LIB.SU: ЭЛЕКТРОННАЯ БИБЛИОТЕКА

В тайниках памяти

Знаешь, Дневник, сегодня вечером кое‑что произошло. Беатрис Нанга пригласила нас, Мусимбву и меня, к себе на ужин. Мы пришли. Она была такая, как обычно: что называется, сильная женщина.

– Я хотела пообщаться только с вами двумя, – сказала она, откупоривая бутылку. – Санца и Ева Туре – приятные люди, но мне кажется, что вы двое – это другое дело. Мы понимаем друг друга, верно?

Я рассеянно ответил «да»: как всякий раз, когда я бывал у Беатрис Нанга, мое внимание целиком сосредоточилось на громадном распятии, которое господствовало в гостиной. Я взглянул на Христа, и, как обычно, когда я вижу его изображенным на кресте, сполна изведавшим людское зло, у меня мелькнула мысль: «Он спрашивает себя, что он тут забыл». Я много раз представлял, как задаю ему вопрос: «Два тысячелетия минуло с тех пор, как ты, Господь, принял муку и смерть на этом кресте, это делает тебе честь, но ты видел результат, так скажи: ты бы сделал это еще раз

Ответа не было. Мы сели за стол. Беатрис подала свое фирменное ндоле и почти сразу заговорила о том, как нам следует поступить с «Лабиринтом бесчеловечности». Она считала, что мы не вправе держать эту книгу в своем кружке амбициозных молодых писателей, ее необходимо переиздать и открыть для широкой публики. Мусимбва был против. Они начали спорить. Я не встал ни на чью сторону.

За десертом обстановка разрядилась, и Беатрис включила музыку. Привычные ритуалы, беседы о высоком: вначале мы отдались гальваническим встряскам молодой ночи, зеленой, как плод манго; затем все смягчилось; луна созрела и готова была упасть с неба; мы повисли в вялых объятиях тягучих часов, предварявших изумительные сны, которые можно увидеть, только бодрствуя. В квартире все реже звучали слова. А вскоре – кроме полуночного звона бокалов или негромкого смеха, доносившихся с улицы, и нескольких секунд безупречной прозы, разделявших две песни, – осталась только самая древняя в мире речь: короткие и долгие вздохи, взгляды и легкие прикосновения, робкие ласки, призывы, ответный огонь, тайные знаки; остались только проблески сознания, какие бывают в пьяном чаду. Кажется, я услышал треск бокала, который упал и разбился, когда кто‑то (я сам?) задел его во время танца. А потом время остановилось; и по‑настоящему настала ночь.
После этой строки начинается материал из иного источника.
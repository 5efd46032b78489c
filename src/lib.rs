//! Sliding-window rate limiting over a shared, ordered timestamp log.
//!
//! A [`SlidingWindowRateLimiter`](rate_limit::SlidingWindowRateLimiter)
//! records each hit on a named subject and decides whether the subject has
//! exceeded `max_hits` within the trailing `window_size_ms`. Each decision is a
//! single atomic batch against an
//! [`OrderedTimestampStore`](rate_limit::OrderedTimestampStore), so concurrent
//! callers in any number of processes never act on a torn count.

pub mod config;
pub mod error;
pub mod metrics;
pub mod rate_limit;

use crate::config::{LimiterConfig, StoreBackend};
use crate::error::Result;
use crate::rate_limit::{InMemoryStore, OrderedTimestampStore, RedisStore};
use std::sync::Arc;
use std::time::Duration;
use tracing::info;

/// Build the store selected by `config`.
///
/// The in-memory store gets a background sweeper, so this must run inside a
/// tokio runtime.
pub async fn connect_store(config: &LimiterConfig) -> Result<Arc<dyn OrderedTimestampStore>> {
    match config.store.backend {
        StoreBackend::Memory => {
            info!("Using in-memory store");
            let store = Arc::new(InMemoryStore::new());
            store.spawn_purge_task(Duration::from_millis(config.store.purge_interval_ms));
            Ok(store)
        }
        StoreBackend::Redis => {
            info!("Using Redis store at {}", config.store.url);
            let store = RedisStore::new(&config.store.url).await?;
            store.ping().await?;
            Ok(Arc::new(store))
        }
    }
}

/// Initialize tracing/logging
pub fn init_tracing() {
    tracing_subscriber::fmt()
        .with_env_filter(
            tracing_subscriber::EnvFilter::try_from_default_env()
                .unwrap_or_else(|_| "sliding_limiter=debug".into()),
        )
        .with_target(false)
        .compact()
        .init();
}
use crate::error::{LimiterError, Result};
use metrics::{counter, describe_counter, describe_histogram, histogram};
use metrics_exporter_prometheus::{PrometheusBuilder, PrometheusHandle};
use std::sync::Arc;
use std::time::Duration;
use tracing::{debug, info};

const HITS_TOTAL: &str = "limiter_hits_total";
const REJECTIONS_TOTAL: &str = "limiter_rejections_total";
const STORE_ERRORS_TOTAL: &str = "limiter_store_errors_total";
const STORE_BATCH_DURATION: &str = "limiter_store_batch_duration_seconds";

/// Metrics service for collecting and exposing Prometheus metrics
#[derive(Clone)]
pub struct MetricsService {
    handle: Arc<PrometheusHandle>,
}

impl MetricsService {
    /// Install a global Prometheus recorder
    pub fn install() -> Result<Self> {
        let handle = PrometheusBuilder::new().install_recorder().map_err(|e| {
            LimiterError::Config(format!("Failed to install metrics recorder: {}", e))
        })?;

        register_metrics();

        info!("Metrics service initialized successfully");

        Ok(Self {
            handle: Arc::new(handle),
        })
    }

    /// Render metrics in Prometheus format
    pub fn render(&self) -> String {
        self.handle.render()
    }
}

/// Register all metrics with descriptions
pub fn register_metrics() {
    describe_counter!(HITS_TOTAL, "Total number of hits recorded, by outcome");
    describe_counter!(
        REJECTIONS_TOTAL,
        "Total number of hits over their subject's limit"
    );
    describe_counter!(
        STORE_ERRORS_TOTAL,
        "Total number of hit batches the store failed to apply"
    );
    describe_histogram!(
        STORE_BATCH_DURATION,
        "Latency of one atomic hit batch against the store, in seconds"
    );

    debug!("All metrics registered with descriptions");
}

/// Record the outcome of one hit
pub fn record_hit(allowed: bool) {
    let outcome = if allowed { "allowed" } else { "rejected" };
    counter!(HITS_TOTAL, "outcome" => outcome).increment(1);

    if !allowed {
        counter!(REJECTIONS_TOTAL).increment(1);
    }
}

/// Record a failed store batch
pub fn record_store_error() {
    counter!(STORE_ERRORS_TOTAL).increment(1);
}

/// Record how long a store batch took
pub fn record_store_batch(elapsed: Duration) {
    histogram!(STORE_BATCH_DURATION).record(elapsed.as_secs_f64());
}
И тогда случилось то, что должно было случиться: хозяйка дома предложила (прямо или намеками, я уже не помню) заняться любовью. Но только не здесь, сказала она. Ведь здесь Христос. Идемте. И, развернувшись, направилась в спальню. Мусимбва пошел за ней, словно пес‑лунатик. Я не двигался с места. Он остановился и обернулся ко мне, угадав мое настроение:

– Не празднуй труса, приятель. Сейчас не время. Пошли. Наконец‑то мы увидим рожу этого кубистского ангела. Мы подправим ему наружность. Узнаем, как его зовут: Михаил, Джабраил или Люцифер. Устроимся втроем! Пошли.
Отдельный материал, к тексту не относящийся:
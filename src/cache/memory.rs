//! Process-local permission store.
//!
//! Entries live in per-access buckets. A bucket carries one freshness deadline
//! shared by all of its role and user entries: any hit or save inside the
//! bucket pushes the deadline to `now + ttl`, and the sweep drops whole buckets.

use std::collections::HashMap;
use std::sync::{Arc, Mutex};
use std::time::Duration;

use async_trait::async_trait;
use tokio::sync::RwLock;
use tokio::task::JoinHandle;
use tokio::time::Instant;
use tracing::{debug, trace};

use super::{CacheKey, InvalidationRequest, InvalidationTarget, PermissionStore, Scope};

/// All cached grants for one access.
#[derive(Debug, Clone)]
struct AccessBucket {
    roles: HashMap<String, Vec<String>>,
    users: HashMap<String, Vec<String>>,
    expires_at: Instant,
}

impl AccessBucket {
    fn new(ttl: Duration) -> Self {
        Self {
            roles: HashMap::new(),
            users: HashMap::new(),
            expires_at: Instant::now() + ttl,
        }
    }

    fn is_expired(&self, now: Instant) -> bool {
        self.expires_at <= now
    }

    fn touch(&mut self, ttl: Duration) {
        self.expires_at = Instant::now() + ttl;
    }
}

type Buckets = Arc<RwLock<HashMap<String, AccessBucket>>>;

/// In-memory store with a periodic bucket sweep.
///
/// The sweep runs every `ttl` on a background task that is aborted by
/// [`PermissionStore::shutdown`] or when the store is dropped.
pub struct InMemoryStore {
    ttl: Duration,
    buckets: Buckets,
    sweeper: Mutex<Option<JoinHandle<()>>>,
}

impl InMemoryStore {
    /// Create the store and start its sweep task. Must be called inside a tokio runtime.
    pub fn new(ttl: Duration) -> Self {
        let buckets: Buckets = Arc::new(RwLock::new(HashMap::new()));
        let sweeper = tokio::spawn(sweep_task(buckets.clone(), ttl));

        Self {
            ttl,
            buckets,
            sweeper: Mutex::new(Some(sweeper)),
        }
    }

    pub fn ttl(&self) -> Duration {
        self.ttl
    }

    /// Number of access buckets currently held.
    pub async fn bucket_count(&self) -> usize {
        self.buckets.read().await.len()
    }

    /// Drop every bucket whose deadline has passed. Returns how many were removed.
    pub async fn sweep(&self) -> usize {
        sweep_expired(&self.buckets).await
    }

    fn stop_sweeper(&self) {
        if let Ok(mut sweeper) = self.sweeper.lock() {
            if let Some(handle) = sweeper.take() {
                handle.abort();
            }
        }
    }
}

async fn sweep_task(buckets: Buckets, ttl: Duration) {
    let mut interval = tokio::time::interval_at(Instant::now() + ttl, ttl);

    loop {
        interval.tick().await;
        sweep_expired(&buckets).await;
    }
}

async fn sweep_expired(buckets: &Buckets) -> usize {
    let now = Instant::now();
    let mut buckets = buckets.write().await;
    let before = buckets.len();

    buckets.retain(|_, bucket| !bucket.is_expired(now));

    let removed = before - buckets.len();
    if removed > 0 {
        debug!(removed, remaining = buckets.len(), "Swept expired access buckets");
    }
    removed
}

#[async_trait]
impl PermissionStore for InMemoryStore {
    async fn hit(&self, key: &CacheKey) -> Option<Vec<String>> {
        let mut buckets = self.buckets.write().await;
        let bucket = buckets.get_mut(&key.access_id)?;

        if bucket.is_expired(Instant::now()) {
            trace!(access_id = %key.access_id, "Bucket expired before sweep");
            buckets.remove(&key.access_id);
            return None;
        }

        let entries = match &key.scope {
            Scope::Role(role_id) => bucket.roles.get(role_id).cloned(),
            Scope::User(user_id) => bucket.users.get(user_id).cloned(),
        }?;

        bucket.touch(self.ttl);
        Some(entries)
    }

    async fn save(&self, key: &CacheKey, entries: Vec<String>) {
        let now = Instant::now();
        let mut buckets = self.buckets.write().await;

        let bucket = buckets
            .entry(key.access_id.clone())
            .and_modify(|bucket| {
                // A stale bucket must not lend its other entries a new lease
                if bucket.is_expired(now) {
                    *bucket = AccessBucket::new(self.ttl);
                }
            })
            .or_insert_with(|| AccessBucket::new(self.ttl));

        match &key.scope {
            Scope::Role(role_id) => bucket.roles.insert(role_id.clone(), entries),
            Scope::User(user_id) => bucket.users.insert(user_id.clone(), entries),
        };
        bucket.touch(self.ttl);
    }

    async fn invalidate(&self, request: &InvalidationRequest) {
        let mut buckets = self.buckets.write().await;

        match request.target() {
            InvalidationTarget::Access => {
                buckets.remove(&request.access_id);
            }
            InvalidationTarget::Role(role_id) => {
                if let Some(bucket) = buckets.get_mut(&request.access_id) {
                    bucket.roles.remove(role_id);
                }
            }
            InvalidationTarget::User(user_id) => {
                if let Some(bucket) = buckets.get_mut(&request.access_id) {
                    bucket.users.remove(user_id);
                }
            }
        }
    }

    async fn shutdown(&self) {
        self.stop_sweeper();
    }
}

impl Drop for InMemoryStore {
    fn drop(&mut self) {
        self.stop_sweeper();
    }
}

#[cfg(test)]
mod tests {
    use super::*;

    const TTL: Duration = Duration::from_secs(10);

    fn entries(items: &[&str]) -> Vec<String> {
        items.iter().map(|s| s.to_string()).collect()
    }

    #[tokio::test(start_paused = true)]
    async fn test_save_then_hit_returns_entries() {
        let store = InMemoryStore::new(TTL);
        let key = CacheKey::role("a1", "r1");
        let saved = entries(&["iam:billing:1111:u1:", "iam:reports:0100:u1:chart#3"]);

        store.save(&key, saved.clone()).await;
        assert_eq!(store.hit(&key).await, Some(saved));
    }

    #[tokio::test(start_paused = true)]
    async fn test_role_and_user_are_separate() {
        let store = InMemoryStore::new(TTL);
        store.save(&CacheKey::role("a1", "x"), entries(&["iam:a:1000"])).await;

        assert!(store.hit(&CacheKey::user("a1", "x")).await.is_none());
        assert!(store.hit(&CacheKey::role("a1", "x")).await.is_some());
    }

    #[tokio::test(start_paused = true)]
    async fn test_save_overwrites() {
        let store = InMemoryStore::new(TTL);
        let key = CacheKey::user("a1", "u1");

        store.save(&key, entries(&["iam:a:1000"])).await;
        store.save(&key, entries(&["iam:b:0100"])).await;
        assert_eq!(store.hit(&key).await, Some(entries(&["iam:b:0100"])));
    }

    #[tokio::test(start_paused = true)]
    async fn test_entries_expire_after_ttl() {
        let store = InMemoryStore::new(TTL);
        let key = CacheKey::role("a1", "r1");
        store.save(&key, entries(&["iam:a:1000"])).await;

        tokio::time::advance(TTL + Duration::from_millis(1)).await;
        assert!(store.hit(&key).await.is_none());
    }

    #[tokio::test(start_paused = true)]
    async fn test_hit_on_one_scope_extends_whole_bucket() {
        let store = InMemoryStore::new(TTL);
        let role = CacheKey::role("a1", "r1");
        let user = CacheKey::user("a1", "u1");

        store.save(&role, entries(&["iam:a:1000"])).await;
        store.save(&user, entries(&["iam:b:1000"])).await;

        // Just before the role's own deadline, touch the unrelated user
        tokio::time::advance(Duration::from_secs(9)).await;
        assert!(store.hit(&user).await.is_some());

        // Past the role's original deadline it is still alive
        tokio::time::advance(Duration::from_secs(5)).await;
        assert_eq!(store.hit(&role).await, Some(entries(&["iam:a:1000"])));
    }

    #[tokio::test(start_paused = true)]
    async fn test_miss_does_not_extend_bucket() {
        let store = InMemoryStore::new(TTL);
        let role = CacheKey::role("a1", "r1");
        store.save(&role, entries(&["iam:a:1000"])).await;

        tokio::time::advance(Duration::from_secs(9)).await;
        assert!(store.hit(&CacheKey::user("a1", "unknown")).await.is_none());

        tokio::time::advance(Duration::from_secs(2)).await;
        assert!(store.hit(&role).await.is_none());
    }

    #[tokio::test(start_paused = true)]
    async fn test_background_sweep_drops_whole_bucket() {
        let store = InMemoryStore::new(TTL);
        store.save(&CacheKey::role("a1", "r1"), entries(&["iam:a:1000"])).await;
        store.save(&CacheKey::user("a1", "u1"), entries(&["iam:a:1000"])).await;
        store.save(&CacheKey::role("a2", "r1"), entries(&["iam:a:1000"])).await;
        assert_eq!(store.bucket_count().await, 2);

        // Two sweep periods guarantee one tick observed the expired deadline
        tokio::time::sleep(TTL * 2 + Duration::from_millis(1)).await;
        assert_eq!(store.bucket_count().await, 0);
        store.shutdown().await;
    }

    #[tokio::test(start_paused = true)]
    async fn test_manual_sweep_keeps_fresh_buckets() {
        let store = InMemoryStore::new(TTL);
        store.save(&CacheKey::role("old", "r1"), entries(&["iam:a:1000"])).await;
        tokio::time::advance(Duration::from_secs(6)).await;
        store.save(&CacheKey::role("new", "r1"), entries(&["iam:a:1000"])).await;
        tokio::time::advance(Duration::from_secs(5)).await;

        assert_eq!(store.sweep().await, 1);
        assert!(store.hit(&CacheKey::role("new", "r1")).await.is_some());
    }

    #[tokio::test(start_paused = true)]
    async fn test_invalidate_scopes() {
        let store = InMemoryStore::new(TTL);
        let role = CacheKey::role("a1", "r1");
        let user = CacheKey::user("a1", "u1");
        store.save(&role, entries(&["iam:a:1000"])).await;
        store.save(&user, entries(&["iam:a:1000"])).await;

        store.invalidate(&InvalidationRequest::role("a1", "r1")).await;
        assert!(store.hit(&role).await.is_none());
        assert!(store.hit(&user).await.is_some());
        assert_eq!(store.bucket_count().await, 1);

        store.invalidate(&InvalidationRequest::user("a1", "u1")).await;
        assert!(store.hit(&user).await.is_none());

        store.save(&role, entries(&["iam:a:1000"])).await;
        store.invalidate(&InvalidationRequest::access("a1")).await;
        assert_eq!(store.bucket_count().await, 0);
    }

    #[tokio::test(start_paused = true)]
    async fn test_invalidate_absent_is_noop() {
        let store = InMemoryStore::new(TTL);
        store.invalidate(&InvalidationRequest::access("missing")).await;
        store.invalidate(&InvalidationRequest::user("missing", "u1")).await;
        assert_eq!(store.bucket_count().await, 0);
    }

    #[tokio::test(start_paused = true)]
    async fn test_save_and_invalidate_last_writer_wins() {
        let store = InMemoryStore::new(TTL);
        let key = CacheKey::user("a1", "u1");

        store.save(&key, entries(&["iam:a:1000"])).await;
        store.invalidate(&InvalidationRequest::user("a1", "u1")).await;
        assert!(store.hit(&key).await.is_none());

        store.invalidate(&InvalidationRequest::user("a1", "u1")).await;
        store.save(&key, entries(&["iam:a:1000"])).await;
        assert!(store.hit(&key).await.is_some());
    }
}
pub mod subscriber;

pub use subscriber::*;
Я покачал головой и сел, давая понять: это категорический отказ. На долю секунды Мусимбва замер в нерешительности, потом произнес тоном, который можно истолковать и как совет, и как угрозу:

– Файе, женщины порой прощают того, кто подстроил удобный случай, но того, кто его упустил, – никогда.

– Кто это сказал? Рокко Сиффреди?

– Нет.

– Роберт Мугабе?

– Нет.

– Знаю: Доминик Стросс‑Кан!

– Хорошая попытка. Но ты не угадал. Талейран.